Saturday, September 29, 2012
As we drove home there seemed to be a stillness that settled in the 3rd row seat of the van.
Zeek was sitting back there alone and his “vibe” just changed.
A dark cloud hung over him. It seemed to linger and cloud his usual HAPPY self.
When we got home I asked and asked what was wrong…..
After tons of cohersing and convincing….
He hesitated and hesitated.
He tried and he tried to find the words that were scattered in his confused and foggy pre-teen mind.
Then he said something that I will never forget.
He said, “Mom, I just feel like THIS TIME in life is going by so FAST. I don’t want it to. Before we know it will be over.”
I stood there baffled.
What do you say to that?
I mean really?
I was so shell shocked that my mind was frozen.
He was stealing my exact thoughts. He KNOWS.
Somehow, in the last few months, my sweet, innocent little boy has grown into a self-aware pre-teen that recognizes his own emotions.
And NOW…he Knows.
He understands that life is not FOREVER.
It is fleeting and not always exactly what you bargained for.

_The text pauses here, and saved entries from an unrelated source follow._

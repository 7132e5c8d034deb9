//! Configuration for adapter generation

use anyhow::Context;
use serde::{Deserialize, Serialize};
use std::path::{Path, PathBuf};
use std::str::FromStr;

/// Main configuration
#[derive(Debug, Clone, Serialize, Deserialize)]
#[serde(default)]
pub struct Config {
    /// LLM provider configuration
    pub llm: LlmConfig,

    /// Directory generated adapters are written into
    pub output_dir: PathBuf,

    /// Language the generated adapter is written in
    pub language: TargetLanguage,

    /// Logging settings
    pub telemetry: TelemetryConfig,
}

#[derive(Debug, Clone, Serialize, Deserialize)]
#[serde(default)]
pub struct LlmConfig {
    /// API key (falls back to `api_key_env` and auth.json)
    pub api_key: Option<String>,

    /// Environment variable holding the API key
    pub api_key_env: String,

    /// Base URL for the API (for OpenAI-compatible endpoints)
    pub base_url: Option<String>,

    /// Model name/ID
    pub model: String,
}

#[derive(Debug, Clone, Default, Serialize, Deserialize)]
#[serde(default)]
pub struct TelemetryConfig {
    /// Directory for JSON log files; no file logging when unset
    pub log_dir: Option<PathBuf>,

    /// Enable verbose logging
    pub verbose: bool,
}

#[derive(Debug, Clone, Copy, PartialEq, Eq, Default, Serialize, Deserialize)]
#[serde(rename_all = "lowercase")]
pub enum TargetLanguage {
    #[default]
    Python,
    Rust,
}

impl TargetLanguage {
    pub fn as_str(&self) -> &'static str {
        match self {
            TargetLanguage::Python => "python",
            TargetLanguage::Rust => "rust",
        }
    }

    /// File extension of generated adapter source
    pub fn extension(&self) -> &'static str {
        match self {
            TargetLanguage::Python => "py",
            TargetLanguage::Rust => "rs",
        }
    }

    pub fn display_name(&self) -> &'static str {
        match self {
            TargetLanguage::Python => "Python 3.11",
            TargetLanguage::Rust => "Rust (2021 edition)",
        }
    }

    /// What the adapter is declared as ("class", "struct")
    pub fn type_kind(&self) -> &'static str {
        match self {
            TargetLanguage::Python => "a class",
            TargetLanguage::Rust => "a struct",
        }
    }

    pub fn create_customer_signature(&self) -> &'static str {
        match self {
            TargetLanguage::Python => "create_customer(data: Customer) -> str",
            TargetLanguage::Rust => {
                "fn create_customer(&self, data: &Customer) -> Result<String, Box<dyn std::error::Error>>"
            }
        }
    }

    pub fn get_invoice_signature(&self) -> &'static str {
        match self {
            TargetLanguage::Python => "get_invoice(inv_id: str) -> Invoice",
            TargetLanguage::Rust => {
                "fn get_invoice(&self, inv_id: &str) -> Result<Invoice, Box<dyn std::error::Error>>"
            }
        }
    }
}

impl FromStr for TargetLanguage {
    type Err = String;

    fn from_str(s: &str) -> Result<Self, Self::Err> {
        match s.to_lowercase().as_str() {
            "python" | "py" => Ok(TargetLanguage::Python),
            "rust" | "rs" => Ok(TargetLanguage::Rust),
            other => Err(format!("Unknown language '{}' (expected python or rust)", other)),
        }
    }
}

impl Default for Config {
    fn default() -> Self {
        Self {
            llm: LlmConfig::default(),
            output_dir: PathBuf::from("adapters"),
            language: TargetLanguage::default(),
            telemetry: TelemetryConfig::default(),
        }
    }
}

impl Default for LlmConfig {
    fn default() -> Self {
        Self {
            api_key: None,
            api_key_env: "OPENAI_API_KEY".to_string(),
            base_url: None,
            model: "gpt-4o-mini".to_string(),
        }
    }
}

impl Config {
    /// Load config from a YAML file. Missing keys keep their defaults.
    pub fn load_from(path: &Path) -> anyhow::Result<Self> {
        let content = std::fs::read_to_string(path)
            .with_context(|| format!("Failed to read config file {}", path.display()))?;

        serde_yaml::from_str(&content)
            .with_context(|| format!("Failed to parse config file {}", path.display()))
    }

    /// Set verbose logging
    pub fn with_verbose(mut self, verbose: bool) -> Self {
        self.telemetry.verbose = verbose;
        self
    }

    /// Set log directory
    pub fn with_log_dir(mut self, log_dir: PathBuf) -> Self {
        self.telemetry.log_dir = Some(log_dir);
        self
    }

    /// Set API key
    pub fn with_api_key(mut self, api_key: String) -> Self {
        self.llm.api_key = Some(api_key);
        self
    }

    pub fn with_output_dir(mut self, output_dir: PathBuf) -> Self {
        self.output_dir = output_dir;
        self
    }
}
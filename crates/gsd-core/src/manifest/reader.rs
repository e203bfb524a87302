use super::schema::{validate_manifest, InstallationManifest, ManifestDraft};
use crate::error::{InstallError, Result};
use serde::Serialize;
use std::io;
use std::path::Path;

/// Outcome of reading a manifest file. Never repairs.
#[derive(Debug, Clone, PartialEq, Serialize)]
#[serde(tag = "result", rename_all = "snake_case")]
pub enum ManifestReadResult {
    Success { manifest: InstallationManifest },
    NotFound,
    /// Valid JSON that is not a usable manifest.
    InvalidSchema { missing: Vec<String>, detail: String },
    /// Not JSON at all.
    Corrupt { detail: String },
    PermissionDenied { detail: String },
    Unreadable { detail: String },
}

impl ManifestReadResult {
    pub fn reason(&self) -> &'static str {
        match self {
            ManifestReadResult::Success { .. } => "success",
            ManifestReadResult::NotFound => "not_found",
            ManifestReadResult::InvalidSchema { .. } => "invalid_schema",
            ManifestReadResult::Corrupt { .. } => "corrupt",
            ManifestReadResult::PermissionDenied { .. } => "permission_denied",
            ManifestReadResult::Unreadable { .. } => "unknown_error",
        }
    }

    /// Corrupt and schema-invalid manifests can be rebuilt from the directory.
    pub fn needs_repair(&self) -> bool {
        matches!(
            self,
            ManifestReadResult::Corrupt { .. } | ManifestReadResult::InvalidSchema { .. }
        )
    }

    pub fn into_result(self, path: &Path) -> Result<InstallationManifest> {
        match self {
            ManifestReadResult::Success { manifest } => Ok(manifest),
            ManifestReadResult::NotFound => Err(InstallError::ManifestNotFound(path.to_path_buf())),
            ManifestReadResult::InvalidSchema { detail, .. } => {
                Err(InstallError::ManifestInvalidSchema {
                    path: path.to_path_buf(),
                    detail,
                })
            }
            ManifestReadResult::Corrupt { detail } => Err(InstallError::ManifestCorrupt {
                path: path.to_path_buf(),
                detail,
            }),
            ManifestReadResult::PermissionDenied { detail } => {
                Err(InstallError::PermissionDenied {
                    path: path.to_path_buf(),
                    source: io::Error::new(io::ErrorKind::PermissionDenied, detail),
                })
            }
            ManifestReadResult::Unreadable { detail } => {
                Err(InstallError::Io(io::Error::new(io::ErrorKind::Other, detail)))
            }
        }
    }
}

pub fn read_manifest(path: &Path) -> ManifestReadResult {
    let bytes = match std::fs::read(path) {
        Ok(bytes) => bytes,
        Err(e) => {
            return match e.kind() {
                io::ErrorKind::NotFound => ManifestReadResult::NotFound,
                io::ErrorKind::PermissionDenied => ManifestReadResult::PermissionDenied {
                    detail: e.to_string(),
                },
                _ => ManifestReadResult::Unreadable {
                    detail: e.to_string(),
                },
            }
        }
    };

    let value: serde_json::Value = match serde_json::from_slice(&bytes) {
        Ok(v) => v,
        Err(e) => {
            tracing::debug!(path = %path.display(), error = %e, "manifest is not valid JSON");
            return ManifestReadResult::Corrupt {
                detail: format!("invalid JSON format: {e}"),
            };
        }
    };

    if !value.is_object() {
        return ManifestReadResult::InvalidSchema {
            missing: Vec::new(),
            detail: "manifest is not a JSON object".to_string(),
        };
    }

    let draft: ManifestDraft = match serde_json::from_value(value.clone()) {
        Ok(d) => d,
        Err(e) => {
            return ManifestReadResult::InvalidSchema {
                missing: Vec::new(),
                detail: e.to_string(),
            }
        }
    };

    let validation = validate_manifest(&draft);
    if !validation.valid {
        return ManifestReadResult::InvalidSchema {
            missing: validation.missing.iter().map(|s| s.to_string()).collect(),
            detail: format!("missing required fields: {}", validation.missing.join(", ")),
        };
    }

    match serde_json::from_value::<InstallationManifest>(value) {
        Ok(manifest) => ManifestReadResult::Success { manifest },
        Err(e) => ManifestReadResult::InvalidSchema {
            missing: Vec::new(),
            detail: e.to_string(),
        },
    }
}
use super::schema::InstallationManifest;
use crate::effects::Clock;
use crate::error::Result;
use crate::io::{atomic_write, collect_files};
use crate::paths::is_metadata_file;
use crate::platform::{Platform, Scope};
use std::path::Path;

/// Serialize and atomically replace the manifest at `path`.
pub fn write_manifest(path: &Path, manifest: &InstallationManifest) -> Result<()> {
    let mut manifest = manifest.clone();
    manifest.normalize_files();
    let mut data = serde_json::to_string_pretty(&manifest)?;
    data.push('\n');
    atomic_write(path, data.as_bytes())?;
    tracing::debug!(path = %path.display(), files = manifest.files.len(), "manifest written");
    Ok(())
}

/// Build a fresh manifest from what is on disk under `install_dir`.
///
/// Installer metadata files are not listed.
pub fn generate_manifest(
    install_dir: &Path,
    version: &str,
    platform: Platform,
    scope: Scope,
    clock: &dyn Clock,
) -> Result<InstallationManifest> {
    let files = collect_files(install_dir, |name| !is_metadata_file(name))?;
    Ok(InstallationManifest::new(
        version,
        platform,
        scope,
        clock.now_utc(),
        files,
    ))
}

#[cfg(test)]
mod tests {
    use super::*;
    use crate::effects::FixedClock;
    use crate::manifest::reader::read_manifest;
    use chrono::{Local, TimeZone};
    use std::fs;
    use tempfile::TempDir;

    #[test]
    fn generate_then_write_then_read() {
        let dir = TempDir::new().unwrap();
        let install = dir.path().join(".claude/get-shit-done");
        fs::create_dir_all(install.join("workflows")).unwrap();
        fs::write(install.join("workflows/plan.md"), "x").unwrap();
        fs::write(install.join("README.md"), "x").unwrap();
        fs::write(install.join(".gsd-install.lock"), "x").unwrap();

        let clock = FixedClock(Local.with_ymd_and_hms(2026, 2, 3, 4, 5, 6).unwrap());
        let manifest =
            generate_manifest(&install, "2.1.0", Platform::Claude, Scope::Local, &clock).unwrap();
        assert_eq!(manifest.files, vec!["README.md", "workflows/plan.md"]);

        let path = install.join(".gsd-install-manifest.json");
        write_manifest(&path, &manifest).unwrap();
        let read = read_manifest(&path).into_result(&path).unwrap();
        assert_eq!(read, manifest);

        let text = fs::read_to_string(&path).unwrap();
        assert!(text.starts_with("{\n  \"gsd_version\": \"2.1.0\""));
    }

    #[test]
    fn write_sorts_files() {
        let dir = TempDir::new().unwrap();
        let path = dir.path().join("m.json");
        let mut manifest = InstallationManifest::new(
            "2.0.0",
            Platform::Codex,
            Scope::Global,
            chrono::Utc::now(),
            vec![],
        );
        manifest.files = vec!["z".into(), "a".into()];
        write_manifest(&path, &manifest).unwrap();
        let read = read_manifest(&path).into_result(&path).unwrap();
        assert_eq!(read.files, vec!["a", "z"]);
    }
}
pub mod check_updates;
pub mod detect;
pub mod manifest;
pub mod migrate;
pub mod preflight;
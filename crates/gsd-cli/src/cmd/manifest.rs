use crate::output::print_json;
use crate::root::resolve_base;
use anyhow::Context;
use clap::{Args, Subcommand};
use gsd_core::effects::SystemClock;
use gsd_core::lock::InstallLock;
use gsd_core::manifest::{
    generate_manifest, read_manifest, repair_manifest, write_manifest, InstallationManifest,
    ManifestReadResult,
};
use gsd_core::paths::{install_dir, manifest_path};
use gsd_core::platform::{Platform, Scope};
use gsd_core::settings::Settings;
use gsd_core::status::custom_manifest_path;
use std::path::{Path, PathBuf};

// ---------------------------------------------------------------------------
// Subcommand types
// ---------------------------------------------------------------------------

#[derive(Args)]
pub struct Location {
    /// Platform whose manifest to use
    #[arg(long, required_unless_present = "path")]
    platform: Option<Platform>,

    #[arg(long, default_value = "local")]
    scope: Scope,

    /// Manifest file or installation directory instead of platform/scope
    #[arg(long, conflicts_with = "platform")]
    path: Option<PathBuf>,
}

#[derive(Subcommand)]
pub enum ManifestSubcommand {
    /// Read a manifest without modifying it
    Show {
        #[command(flatten)]
        location: Location,
    },

    /// Rebuild a manifest from the installation directory
    Repair {
        #[command(flatten)]
        location: Location,

        /// Record version "unknown" when no version declaration is found
        #[arg(long)]
        allow_unknown: bool,
    },

    /// Record the files currently installed for a platform
    #[command(disable_version_flag = true)]
    Write {
        #[arg(long)]
        platform: Platform,

        #[arg(long, default_value = "local")]
        scope: Scope,

        /// Installed version (default: this installer's version)
        #[arg(long, default_value = env!("CARGO_PKG_VERSION"))]
        version: String,
    },
}

// ---------------------------------------------------------------------------
// Entry point
// ---------------------------------------------------------------------------

pub fn run(
    target: Option<&Path>,
    settings: &Settings,
    subcmd: ManifestSubcommand,
    json: bool,
) -> anyhow::Result<()> {
    match subcmd {
        ManifestSubcommand::Show { location } => show(target, &location, json),
        ManifestSubcommand::Repair {
            location,
            allow_unknown,
        } => repair(target, settings, &location, allow_unknown, json),
        ManifestSubcommand::Write {
            platform,
            scope,
            version,
        } => write(target, platform, scope, &version, json),
    }
}

fn locate(target: Option<&Path>, location: &Location) -> anyhow::Result<PathBuf> {
    if let Some(path) = &location.path {
        return Ok(custom_manifest_path(path));
    }
    let platform = location
        .platform
        .context("either --platform or --path is required")?;
    let base = resolve_base(target, location.scope)?;
    Ok(manifest_path(&base, platform, location.scope))
}

// ---------------------------------------------------------------------------
// show
// ---------------------------------------------------------------------------

fn show(target: Option<&Path>, location: &Location, json: bool) -> anyhow::Result<()> {
    let path = locate(target, location)?;
    let result = read_manifest(&path);

    if json {
        print_json(&serde_json::json!({
            "path": path,
            "read": result,
        }))?;
        if matches!(result, ManifestReadResult::Success { .. }) {
            return Ok(());
        }
    }

    let manifest = result.into_result(&path)?;
    if !json {
        print_manifest(&path, &manifest);
    }
    Ok(())
}

fn print_manifest(path: &Path, m: &InstallationManifest) {
    println!("Manifest:  {}", path.display());
    println!("Platform:  {} ({})", m.platform.display_name(), m.scope);
    println!("Version:   {}", m.version);
    println!("Installed: {}", m.installed_at.to_rfc3339());
    println!("Files:     {}", m.files.len());
    if m.repaired {
        let at = m
            .repair_date
            .map(|d| d.to_rfc3339())
            .unwrap_or_else(|| "unknown date".into());
        println!("Repaired:  {at}");
    }
}

// ---------------------------------------------------------------------------
// repair
// ---------------------------------------------------------------------------

fn repair(
    target: Option<&Path>,
    settings: &Settings,
    location: &Location,
    allow_unknown: bool,
    json: bool,
) -> anyhow::Result<()> {
    let path = locate(target, location)?;
    let lock_root = lock_root_for(&path);
    let _lock = InstallLock::acquire(&lock_root)
        .with_context(|| format!("cannot repair {}", path.display()))?;

    let mut options = settings.repair_options();
    options.allow_unknown_version |= allow_unknown;
    let outcome = repair_manifest(&path, &options, &SystemClock)?;

    if json {
        return print_json(&outcome);
    }
    print_manifest(&path, &outcome.manifest);
    match &outcome.version_source {
        Some(source) => println!("Version from: {}", source.path.display()),
        None => println!("Version from: no declaration found, recorded as unknown"),
    }
    Ok(())
}

/// Directory holding the platform directory of a manifest, or its parent.
fn lock_root_for(manifest_path: &Path) -> PathBuf {
    manifest_path
        .ancestors()
        .skip(1)
        .find(|dir| {
            dir.file_name()
                .and_then(|n| n.to_str())
                .and_then(Platform::from_dir_name)
                .is_some()
        })
        .and_then(Path::parent)
        .or_else(|| manifest_path.parent())
        .unwrap_or_else(|| Path::new("."))
        .to_path_buf()
}

// ---------------------------------------------------------------------------
// write
// ---------------------------------------------------------------------------

fn write(
    target: Option<&Path>,
    platform: Platform,
    scope: Scope,
    version: &str,
    json: bool,
) -> anyhow::Result<()> {
    let base = resolve_base(target, scope)?;
    let dir = install_dir(&base, platform, scope);
    anyhow::ensure!(
        dir.is_dir(),
        "no {} installation at {}",
        platform.display_name(),
        dir.display()
    );

    let _lock = InstallLock::acquire(&base)
        .with_context(|| format!("cannot write manifest under {}", base.display()))?;
    let manifest = generate_manifest(&dir, version, platform, scope, &SystemClock)?;
    let path = manifest_path(&base, platform, scope);
    write_manifest(&path, &manifest)?;

    if json {
        return print_json(&manifest);
    }
    println!(
        "Wrote {} ({} file(s), v{})",
        path.display(),
        manifest.files.len(),
        manifest.version
    );
    Ok(())
}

It is …at times…HARD AS SHIT.
And when you are a kid just figuring that out….it kind of sucks.
talked some more.
I tried to explain to him that in this life, the devil will always try and steal your joy.
Every. single. time.
He will try and trick you into feeling like what you have is not enough.
He will try and manipulate you into thinking that THIS LIFE is TOO HARD to handle.
I tried to tell him that THAT feeling…the one of sadness and sorrow, THAT is the one that lets you know that he is winning.
It is not always easy…
But- as children of God….we must fight that good fight.
Because life is a warzone and our minds are the battlefield.
Not always an easy concept for a 12 year old….
But –Then again... He isn’t your normal 12 year old.
Pretty soon...he was back to his smiling self.
Sunday, September 23, 2012
As parents we plan things for our kids.
For the last few months we have been saving $20 a week to bring the kids to Disney/Orlando for 2 of their birthdays.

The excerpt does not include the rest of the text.